AArch64

ARM's 64-bit Architecture


by David Thomas — JANUARY 2014


(UNFINISHED)

Expected Audience

Engineers familiar with ARM

Introduction

ARM's new 64-bit architecture

(It's not that new: its existence has been public since ~2011)


Already available in Apple hardware
iPhone 5, iPad Mini Retina, iPad Air

Soon to be available in Android hardware

The 64-bit ARM architecture is called AArch64 not ARM64
(Apple's tools go and call it 'arm64' anyway.)
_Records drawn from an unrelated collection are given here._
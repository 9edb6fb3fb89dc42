//! Shared utilities for integration tests.

use std::net::SocketAddr;
use std::sync::atomic::{AtomicUsize, Ordering};
use std::sync::Arc;

use auction_gateway::GatewayConfig;
use tokio::io::{AsyncBufReadExt, AsyncReadExt, AsyncWriteExt, BufReader};
use tokio::net::TcpListener;

/// Config that binds both listeners to ephemeral loopback ports.
#[allow(dead_code)]
pub fn ephemeral_config() -> GatewayConfig {
    let mut config = GatewayConfig::default();
    config.host = "127.0.0.1".into();
    config.port = 0;
    config.admin_port = 0;
    config
}

/// A mock bid cache. Answers every request with one generated key per
/// stored value and counts the puts it received.
pub struct MockCache {
    pub addr: SocketAddr,
    pub puts: Arc<AtomicUsize>,
}

/// Start the mock cache on an ephemeral port.
#[allow(dead_code)]
pub async fn start_mock_cache() -> MockCache {
    let listener = TcpListener::bind("127.0.0.1:0").await.unwrap();
    let addr = listener.local_addr().unwrap();
    let puts = Arc::new(AtomicUsize::new(0));

    let counter = puts.clone();
    tokio::spawn(async move {
        loop {
            let Ok((socket, _)) = listener.accept().await else {
                break;
            };
            let counter = counter.clone();
            tokio::spawn(async move {
                let mut reader = BufReader::new(socket);
                let mut content_length = 0usize;
                loop {
                    let mut line = String::new();
                    if reader.read_line(&mut line).await.unwrap_or(0) == 0 {
                        return;
                    }
                    let line = line.trim_end();
                    if line.is_empty() {
                        break;
                    }
                    if let Some((name, value)) = line.split_once(':') {
                        if name.eq_ignore_ascii_case("content-length") {
                            content_length = value.trim().parse().unwrap_or(0);
                        }
                    }
                }

                let mut body = vec![0u8; content_length];
                if reader.read_exact(&mut body).await.is_err() {
                    return;
                }

                let request: serde_json::Value =
                    serde_json::from_slice(&body).unwrap_or(serde_json::Value::Null);
                let count = request["puts"].as_array().map_or(0, Vec::len);
                let n = counter.fetch_add(count, Ordering::SeqCst);

                let responses: Vec<_> = (0..count)
                    .map(|i| serde_json::json!({ "uuid": format!("key-{}", n + i) }))
                    .collect();
                let payload = serde_json::json!({ "responses": responses }).to_string();
                let response = format!(
                    "HTTP/1.1 200 OK\r\nContent-Type: application/json\r\nContent-Length: {}\r\nConnection: close\r\n\r\n{}",
                    payload.len(),
                    payload
                );

                let mut socket = reader.into_inner();
                let _ = socket.write_all(response.as_bytes()).await;
                let _ = socket.shutdown().await;
            });
        }
    });

    MockCache { addr, puts }
}
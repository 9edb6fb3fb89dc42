//! Admin endpoints served on the admin listener.
//!
//! The HTTP server adds `/metrics` from the router's metrics engine when it
//! starts listening.

pub mod handlers;

use axum::{routing::get, Router};

use self::handlers::get_version;
use crate::revision::Revision;

pub fn admin_router(revision: &Revision) -> Router {
    Router::new()
        .route("/version", get(get_version))
        .with_state(revision.clone())
}

#[cfg(test)]
mod tests {
    use super::*;
    use axum::{body::Body, http::Request, http::StatusCode};
    use tower::ServiceExt;

    async fn version_body(revision: Revision) -> serde_json::Value {
        let response = admin_router(&revision)
            .oneshot(Request::get("/version").body(Body::empty()).unwrap())
            .await
            .unwrap();
        assert_eq!(response.status(), StatusCode::OK);
        let body = axum::body::to_bytes(response.into_body(), usize::MAX).await.unwrap();
        serde_json::from_slice(&body).unwrap()
    }

    #[tokio::test]
    async fn test_version_reports_revision() {
        let body = version_body(Revision::new("9f8e7d6")).await;
        assert_eq!(body["revision"], "9f8e7d6");
        assert_eq!(body["version"], env!("CARGO_PKG_VERSION"));
    }

    #[tokio::test]
    async fn test_version_without_revision() {
        let body = version_body(Revision::default()).await;
        assert_eq!(body["revision"], "not-set");
    }
}
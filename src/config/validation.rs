//! Configuration validation.
//!
//! # Responsibilities
//! - Semantic validation (serde handles syntactic)
//! - Validate value ranges (sizes > 0, timeouts > 0, distinct ports)
//! - Check the cache location is usable
//!
//! # Design Decisions
//! - Returns all validation errors, not just first
//! - Validation is pure function: GatewayConfig → Result<(), Vec<ValidationError>>
//! - Runs before config is accepted into the system

use thiserror::Error;

use crate::config::schema::{GatewayConfig, CACHE_UUID_PLACEHOLDER};

/// A single semantic problem in a configuration.
#[derive(Debug, Clone, PartialEq, Eq, Error)]
pub enum ValidationError {
    #[error("port and admin_port must differ (both are {0})")]
    PortCollision(u16),

    #[error("cache.scheme must be http or https, got {0:?}")]
    CacheScheme(String),

    #[error("cache.host must not be empty")]
    EmptyCacheHost,

    #[error("cache.query must contain %PBS_CACHE_UUID%, got {0:?}")]
    CacheQueryPlaceholder(String),

    #[error("max_request_size must be greater than zero")]
    ZeroRequestSize,

    #[error("adapters.{0}.endpoint must not be empty")]
    EmptyAdapterEndpoint(String),

    #[error("shutdown.drain_timeout_secs must be greater than zero when set")]
    ZeroDrainTimeout,
}

/// Check a parsed configuration for semantic errors.
pub fn validate_config(config: &GatewayConfig) -> Result<(), Vec<ValidationError>> {
    let mut errors = Vec::new();

    // Port 0 asks the OS for an ephemeral port, so two zeros never collide.
    if config.port == config.admin_port && config.port != 0 {
        errors.push(ValidationError::PortCollision(config.port));
    }

    if !matches!(config.cache.scheme.as_str(), "http" | "https") {
        errors.push(ValidationError::CacheScheme(config.cache.scheme.clone()));
    }

    if config.cache.host.trim().is_empty() {
        errors.push(ValidationError::EmptyCacheHost);
    }

    if !config.cache.query.contains(CACHE_UUID_PLACEHOLDER) {
        errors.push(ValidationError::CacheQueryPlaceholder(config.cache.query.clone()));
    }

    if config.max_request_size == 0 {
        errors.push(ValidationError::ZeroRequestSize);
    }

    for (name, adapter) in &config.adapters {
        if !adapter.disabled && adapter.endpoint.trim().is_empty() {
            errors.push(ValidationError::EmptyAdapterEndpoint(name.clone()));
        }
    }

    if config.shutdown.drain_timeout_secs == Some(0) {
        errors.push(ValidationError::ZeroDrainTimeout);
    }

    if errors.is_empty() {
        Ok(())
    } else {
        Err(errors)
    }
}
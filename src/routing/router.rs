//! Auction API router.
//!
//! # Responsibilities
//! - Compile the adapter registry from configuration
//! - Expose the public endpoints as an axum `Router`
//! - Track in-flight requests and record per-request metrics
//! - Drain in-flight work on shutdown
//!
//! # Design Decisions
//! - Build fails as a whole: no partially constructed router escapes
//! - `shutdown` consumes the router, so it runs at most once
//! - The cache handle is held before the cache is initialized

use std::sync::Arc;
use std::time::Instant;

use axum::{
    extract::{Path, Request, State},
    http::StatusCode,
    middleware::{self, Next},
    response::{IntoResponse, Response},
    routing::{get, post},
    Json, Router,
};
use serde_json::{json, Value};
use thiserror::Error;
use tokio::task::JoinHandle;
use tower_http::{limit::RequestBodyLimitLayer, trace::TraceLayer};

use crate::cache::{CacheClient, CacheError};
use crate::config::{CacheConfig, GatewayConfig};
use crate::http::request::assign_request_id;
use crate::observability::metrics::{MetricsEngine, UPKEEP_INTERVAL};
use crate::random::RandomSource;
use crate::routing::adapters::AdapterRegistry;
use crate::routing::drain::InFlight;

/// Error type for router construction.
#[derive(Debug, Error)]
pub enum RouterError {
    #[error("adapter {adapter} has an invalid endpoint: {source}")]
    InvalidEndpoint {
        adapter: String,
        #[source]
        source: url::ParseError,
    },

    #[error("adapter {adapter} uses unsupported scheme {scheme:?}")]
    UnsupportedScheme { adapter: String, scheme: String },
}

#[derive(Clone)]
struct RouterState {
    adapters: Arc<AdapterRegistry>,
    cache: CacheClient,
    cache_location: Arc<CacheConfig>,
    status_response: Arc<str>,
}

#[derive(Clone)]
struct Tracking {
    metrics: MetricsEngine,
    in_flight: InFlight,
}

/// The public request router plus the resources it owns.
pub struct AuctionRouter {
    app: Router,
    metrics: MetricsEngine,
    in_flight: InFlight,
    upkeep: JoinHandle<()>,
}

impl AuctionRouter {
    /// Build the router. Must be called from within a Tokio runtime.
    pub fn build(
        config: &GatewayConfig,
        rng: RandomSource,
        cache: CacheClient,
    ) -> Result<Self, RouterError> {
        let adapters = AdapterRegistry::from_config(&config.adapters)?;
        tracing::info!(adapters = adapters.len(), "Adapter registry compiled");

        let metrics = MetricsEngine::new();
        let in_flight = InFlight::new();

        let state = RouterState {
            adapters: Arc::new(adapters),
            cache,
            cache_location: Arc::new(config.cache.clone()),
            status_response: Arc::from(config.status_response.as_str()),
        };
        let tracking = Tracking {
            metrics: metrics.clone(),
            in_flight: in_flight.clone(),
        };

        let app = Router::new()
            .route("/status", get(status))
            .route("/info/bidders", get(list_bidders))
            .route("/info/bidders/{name}", get(bidder_details))
            .route("/cache", post(put_cache))
            .with_state(state)
            .layer(RequestBodyLimitLayer::new(config.max_request_size))
            .layer(middleware::from_fn_with_state(tracking, track_request))
            .layer(middleware::from_fn_with_state(rng, assign_request_id))
            .layer(TraceLayer::new_for_http());

        let upkeep = {
            let metrics = metrics.clone();
            tokio::spawn(async move {
                let mut interval = tokio::time::interval(UPKEEP_INTERVAL);
                loop {
                    interval.tick().await;
                    metrics.run_upkeep();
                }
            })
        };

        Ok(Self {
            app,
            metrics,
            in_flight,
            upkeep,
        })
    }

    /// The request handler to serve.
    pub fn handler(&self) -> Router {
        self.app.clone()
    }

    pub fn metrics_engine(&self) -> MetricsEngine {
        self.metrics.clone()
    }

    /// Wait for in-flight requests to finish and stop background work.
    pub async fn shutdown(self) {
        let pending = self.in_flight.current();
        if pending > 0 {
            tracing::info!(pending, "Draining in-flight requests");
        }
        self.in_flight.drained().await;
        self.upkeep.abort();
        self.metrics.run_upkeep();
        tracing::info!("Router shut down");
    }
}

impl Drop for AuctionRouter {
    fn drop(&mut self) {
        self.upkeep.abort();
    }
}

async fn track_request(State(tracking): State<Tracking>, request: Request, next: Next) -> Response {
    let method = request.method().to_string();
    let started = Instant::now();

    let guard = tracking.in_flight.enter();
    tracking.metrics.set_in_flight(tracking.in_flight.current());

    let response = next.run(request).await;

    drop(guard);
    tracking.metrics.set_in_flight(tracking.in_flight.current());
    tracking
        .metrics
        .record_request(&method, response.status().as_u16(), started.elapsed());

    response
}

async fn status(State(state): State<RouterState>) -> Response {
    if state.status_response.is_empty() {
        StatusCode::NO_CONTENT.into_response()
    } else {
        state.status_response.to_string().into_response()
    }
}

async fn list_bidders(State(state): State<RouterState>) -> Json<Vec<String>> {
    Json(state.adapters.names().map(str::to_string).collect())
}

async fn bidder_details(State(state): State<RouterState>, Path(name): Path<String>) -> Response {
    match state.adapters.endpoint(&name) {
        Some(endpoint) => Json(json!({ "name": name, "endpoint": endpoint.as_str() })).into_response(),
        None => (StatusCode::NOT_FOUND, format!("Unknown bidder: {name}")).into_response(),
    }
}

async fn put_cache(State(state): State<RouterState>, Json(values): Json<Vec<Value>>) -> Response {
    match state.cache.put(&values).await {
        Ok(keys) => {
            let responses: Vec<Value> = keys
                .into_iter()
                .map(|uuid| {
                    let url = state.cache_location.asset_url(&uuid);
                    json!({ "uuid": uuid, "url": url })
                })
                .collect();
            Json(json!({ "responses": responses })).into_response()
        }
        Err(CacheError::NotInitialized) => {
            (StatusCode::SERVICE_UNAVAILABLE, "Cache unavailable").into_response()
        }
        Err(e) => {
            tracing::warn!(error = %e, "Cache put failed");
            (StatusCode::BAD_GATEWAY, "Cache request failed").into_response()
        }
    }
}

#[cfg(test)]
mod tests {
    use super::*;
    use crate::config::AdapterConfig;
    use axum::body::Body;
    use tower::ServiceExt;

    fn config() -> GatewayConfig {
        let mut config = GatewayConfig::default();
        config.adapters.insert(
            "appnexus".into(),
            AdapterConfig {
                endpoint: "http://ib.adnxs.com/openrtb2".into(),
                disabled: false,
            },
        );
        config.adapters.insert(
            "audienceNetwork".into(),
            AdapterConfig {
                endpoint: "https://an.facebook.com/placementbid.ortb".into(),
                disabled: false,
            },
        );
        config
    }

    fn build(config: &GatewayConfig) -> AuctionRouter {
        AuctionRouter::build(config, RandomSource::seeded(5), CacheClient::new()).unwrap()
    }

    async fn get_body(router: &AuctionRouter, uri: &str) -> (StatusCode, String) {
        let response = router
            .handler()
            .oneshot(axum::http::Request::get(uri).body(Body::empty()).unwrap())
            .await
            .unwrap();
        let status = response.status();
        let body = axum::body::to_bytes(response.into_body(), usize::MAX).await.unwrap();
        (status, String::from_utf8(body.to_vec()).unwrap())
    }

    #[tokio::test]
    async fn test_build_rejects_bad_endpoint() {
        let mut config = config();
        config.adapters.get_mut("appnexus").unwrap().endpoint = "::".into();

        let result = AuctionRouter::build(&config, RandomSource::seeded(1), CacheClient::new());
        assert!(matches!(result, Err(RouterError::InvalidEndpoint { .. })));
    }

    #[tokio::test]
    async fn test_status_endpoint() {
        let router = build(&config());
        let (status, body) = get_body(&router, "/status").await;
        assert_eq!(status, StatusCode::NO_CONTENT);
        assert!(body.is_empty());

        let mut config = config();
        config.status_response = "ok".into();
        let router = build(&config);
        assert_eq!(get_body(&router, "/status").await, (StatusCode::OK, "ok".to_string()));
    }

    #[tokio::test]
    async fn test_bidder_info() {
        let router = build(&config());

        let (status, body) = get_body(&router, "/info/bidders").await;
        assert_eq!(status, StatusCode::OK);
        assert_eq!(body, r#"["appnexus","audienceNetwork"]"#);

        let (status, body) = get_body(&router, "/info/bidders/appnexus").await;
        assert_eq!(status, StatusCode::OK);
        assert!(body.contains("ib.adnxs.com"));

        let (status, _) = get_body(&router, "/info/bidders/nobody").await;
        assert_eq!(status, StatusCode::NOT_FOUND);
    }

    #[tokio::test]
    async fn test_cache_put_without_cache() {
        let router = build(&config());
        let response = router
            .handler()
            .oneshot(
                axum::http::Request::post("/cache")
                    .header("content-type", "application/json")
                    .body(Body::from(r#"[{"price": 1.5}]"#))
                    .unwrap(),
            )
            .await
            .unwrap();
        assert_eq!(response.status(), StatusCode::SERVICE_UNAVAILABLE);
    }

    #[tokio::test]
    async fn test_requests_are_measured_and_tagged() {
        let router = build(&config());
        let response = router
            .handler()
            .oneshot(axum::http::Request::get("/status").body(Body::empty()).unwrap())
            .await
            .unwrap();
        assert!(response.headers().contains_key("x-request-id"));

        let scrape = router.metrics_engine().render();
        assert!(scrape.contains("gateway_requests_total"));
        assert!(scrape.contains("status=\"204\""));
    }

    #[tokio::test]
    async fn test_body_limit() {
        let mut config = config();
        config.max_request_size = 8;
        let router = build(&config);

        let response = router
            .handler()
            .oneshot(
                axum::http::Request::post("/cache")
                    .header("content-type", "application/json")
                    .header("content-length", "32")
                    .body(Body::from(r#"[{"price": 1.5}, {"price": 2.5}]"#))
                    .unwrap(),
            )
            .await
            .unwrap();
        assert_eq!(response.status(), StatusCode::PAYLOAD_TOO_LARGE);
    }

    #[tokio::test]
    async fn test_shutdown_when_idle() {
        let router = build(&config());
        tokio::time::timeout(std::time::Duration::from_secs(1), router.shutdown())
            .await
            .expect("idle router should shut down promptly");
    }
}
//! Lifecycle management subsystem.
//!
//! # Data Flow
//! ```text
//! main
//!     → mode.rs (interactive or managed, decided once)
//!     → entry.rs (dispatch exactly one path)
//!         managed:     service.rs state machine ⇄ host.rs (status out, control in)
//!                          └─ spawns serve.rs, stops it via shutdown.rs
//!         interactive: signals.rs → shutdown.rs → serve.rs
//!
//! Serve cycle (serve.rs):
//!     Build router → Init cache → Wrap handler → Listen → Drain router
//! ```
//!
//! # Design Decisions
//! - Ordered startup: router first, then cache, then listeners
//! - Ordered shutdown: stop accept, drain, report stopped
//! - Drain is unbounded unless `shutdown.drain_timeout_secs` is set

pub mod entry;
pub mod host;
pub mod mode;
pub mod serve;
pub mod service;
pub mod shutdown;
pub mod signals;

#[cfg(test)]
pub(crate) mod testing;

pub use mode::RunMode;
pub use serve::{Components, GatewayComponents, ServeOrchestrator};
pub use service::{ControlRequest, ServiceController, ServiceHost, ServiceStatus, SERVICE_NAME};
pub use shutdown::{Shutdown, ShutdownSignal};
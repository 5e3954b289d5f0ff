//! Deterministic polyomino inventory placement logic.
//!
//! `inventory-core` defines the canonical rules for placing multi-cell item
//! shapes on a fixed-size grid: the shape catalog (rotation-state tables),
//! item records, and the occupancy grid that owns all placement, removal,
//! move and rotate algorithms. All state mutation flows through
//! [`grid::OccupancyGrid`]; supporting crates depend on the types re-exported
//! here.
//!
//! The crate is synchronous and single-writer by design: no interior locking,
//! no background work, no I/O. Callers embedding it in a threaded environment
//! must serialize access externally.
pub mod config;
pub mod env;
pub mod grid;
pub mod item;
pub mod shape;
pub mod types;

pub use config::InventoryConfig;
pub use env::CatalogOracle;
pub use grid::OccupancyGrid;
pub use item::{Footprint, ItemRecord};
pub use shape::{RotationState, ShapeKind, Tint};
pub use types::{Cell, CellOffset, ItemId};
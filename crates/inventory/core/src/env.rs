//! Read-only oracle trait describing the external item catalog.
//!
//! The core never owns item definitions; it resolves shapes through this
//! trait so content loading stays outside the placement logic.

use crate::shape::ShapeKind;

/// Lookup surface of the item-definition catalog.
///
/// Unknown refs return `None`; converting that into an error (or a user
/// message) is the caller's decision, never the catalog's.
pub trait CatalogOracle: Send + Sync {
    /// Resolves the shape an external item reference occupies.
    fn resolve_shape(&self, external_ref: &str) -> Option<ShapeKind>;

    /// Bounding-box size of the ref's rotation-0 footprint, for callers
    /// doing layout heuristics.
    fn bounding_size(&self, external_ref: &str) -> Option<(u32, u32)>;
}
The 32-bit ARM+Thumb architecture is retconned AArch32
AArch32 + AArch64 = ARMv8

Register Set

  • 32 x 64-bit wide registers
    • Generally accessible as x0..x30
  • Special registers
    • x30 - link register
    • x31 - multipurpose register; sometimes reads as zero
  • Registers are addressable as both 32-bit and 64-bit
    • 32-bit ops use the bottom half of the 64-bit registers
    • There are widening and sign extending load ops etc.

Instruction Set

Substantial changes from ARM

  • Conditional execution is gone :-[
    • But it's for the best: branch predictors have obsoleted it
  • No multi-reg load/store ops
    • But you do get paired load/stores
  • New fused test-and-branch ops
    • CBZ, CBNZ, TBNZ
  • Divide instructions
    • SDIV, UDIV
  • No equivalent of Thumb

Procedure Calling StandarD

ARM define the AArch64 PCS, [link].

Of course, Apple have to have their own variant on it, [link].

Common Patterns

Forming Large Constants

  • (Like ARM) form constants by moving pieces into a register
    • e.g. To move 0xA1B2C3D4 into xN
movz xN, #0xA1B2, lsl #16 ; move and zero the other register bits (xN = 0x00000000A1B20000)
movk xN, #0xC3D4 ; move and keep the other register bits (xN = 0x00000000A1B2C3D4)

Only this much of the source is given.